La Repubblica, a strong Berlusconi opponent, has alleged that after the September 11 attacks in 2001, Pollari was under pressure from Berlusconi – a firm US ally – to make a strong contribution to the hunt for weapons of mass destruction in Iraq.

Berlusconi’s government has denied any wrongdoing and the premier has personally defended Pollari in the face of calls for his resignation.

Media probe

Italy’s alleged role in the case first became known when an Italian journalist from Panorama newsweekly revealed she had received a copy of the Niger dossier in October 2002 from a man she knew as a security consultant.

Elisabetta Burba has said she turned over a copy of the documents to the US Embassy in Rome in hopes of receiving an assessment of their authenticity.

She never heard back from US officials and, following an unfruitful trip to Niger, the magazine never published the documents, deeming them unreliable.

Brutti did not say how the Italian secret service obtained the dossier.

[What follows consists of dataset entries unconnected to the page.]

use std::time::Duration;

use async_trait::async_trait;
use lettre::message::header::ContentType;
use lettre::message::Mailbox;
use lettre::transport::smtp::authentication::Credentials;
use lettre::{AsyncSmtpTransport, AsyncTransport, Message, Tokio1Executor};
use tracing::{debug, info, instrument};

use super::{Driver, DriverError};
use crate::alarm::AlarmContext;
use crate::config::EmailConfig;
use crate::util::retry_linear;

/// Sends alarms as HTML mail over SMTP
///
/// Every attempt opens its own SMTP connection, which is closed when the
/// transport goes out of scope, whatever the outcome of the attempt.
#[derive(Debug, Clone)]
pub struct EmailDriver {
    config: EmailConfig,
}

impl EmailDriver {
    pub fn new(config: EmailConfig) -> Self {
        Self { config }
    }

    /// Configured sender, or `<username>@<smtp domain>`
    pub fn sender(&self) -> String {
        if let Some(from) = &self.config.from {
            return from.clone();
        }
        let domain = self
            .config
            .smtp_host
            .split_once('.')
            .map_or(self.config.smtp_host.as_str(), |(_, domain)| domain);
        format!("{}@{}", self.config.username, domain)
    }

    pub fn build_email(&self, title: &str, content: &str) -> Result<Message, DriverError> {
        if self.config.receivers.is_empty() {
            return Err(DriverError::Email("no receivers configured".to_string()));
        }

        let from: Mailbox = self
            .sender()
            .parse()
            .map_err(|e| DriverError::Email(format!("invalid from address: {e}")))?;

        let mut builder = Message::builder()
            .from(from)
            .subject(title)
            .header(ContentType::TEXT_HTML);
        for receiver in &self.config.receivers {
            let to: Mailbox = receiver
                .parse()
                .map_err(|e| DriverError::Email(format!("invalid receiver {receiver}: {e}")))?;
            builder = builder.to(to);
        }

        builder
            .body(content.to_string())
            .map_err(|e| DriverError::Email(format!("failed to build email: {e}")))
    }

    async fn send_once(&self, email: Message) -> Result<(), DriverError> {
        let builder = if self.config.ssl {
            AsyncSmtpTransport::<Tokio1Executor>::relay(&self.config.smtp_host)?
        } else {
            AsyncSmtpTransport::<Tokio1Executor>::starttls_relay(&self.config.smtp_host)?
        };

        let mut builder = builder.credentials(Credentials::new(
            self.config.username.clone(),
            self.config.password.clone(),
        ));
        if let Some(port) = self.config.smtp_port {
            builder = builder.port(port);
        }

        let transport = builder.build();
        transport.send(email).await?;
        Ok(())
    }
}

#[async_trait]
impl Driver for EmailDriver {
    fn name(&self) -> &str {
        "email"
    }

    #[instrument(skip(self, content, _context))]
    async fn deliver(
        &self,
        title: &str,
        content: &str,
        _context: &AlarmContext,
    ) -> Result<(), DriverError> {
        let email = self.build_email(title, content)?;
        debug!("Sending email: '{title}'");

        let attempts = self.config.attempts;
        retry_linear(
            attempts,
            Duration::from_secs(self.config.retry_delay_secs),
            |_| self.send_once(email.clone()),
        )
        .await
        .map_err(|last| DriverError::Exhausted {
            attempts,
            last: Box::new(last),
        })?;

        info!("Sending mail: {title} successfully");
        Ok(())
    }
}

“At about the same time as the State of the Union address … they (Italy’s SISMI secret services) said that the dossier didn’t correspond to the truth”

Massimo Brutti,
Italian senator

Brutti, a leading opposition senator, said SISMI analysed the documents between October 2002 and January 2003, when the Americans were informed.

“Of course, once this information was submitted and shown [to the Italians], it was said ‘No, this looks false to me,” Brutti replied when a journalist asked if the United States was informed of the Italian assessment.

Forged documents

Brutti said the commission was told that the documents were forged by an information peddler named Rocco Martino, whom he described as a former SISMI collaborator. Both Brutti and commission chairman Enzo Bianco quoted Pollari and Letta as saying that no SISMI officials were involved in forging the dossier or in distributing it.

In an interview with conservative daily Libero published on Thursday, Berlusconi said Italy had not passed any documents on the Niger affair to the United States. He added that La Repubblica’s allegations were dangerous for Italy because “if they were believed, we would be considered the instigator” of the war in Iraq.

The Niger claim is also at the centre of a CIA leak scandal that has shaken the administration of President Bush, leading to the indictment last week of Vice-President Dick Cheney’s former chief of staff, Lewis Libby.

Libby was charged with lying to investigators about leaking the identity of covert CIA operative Valerie Plame, wife of Bush administration critic Joseph Wilson. Wilson accused the Bush administration of covering up his inquiry into whether Iraq was trying to obtain uranium from Niger after he found the claim had no substance.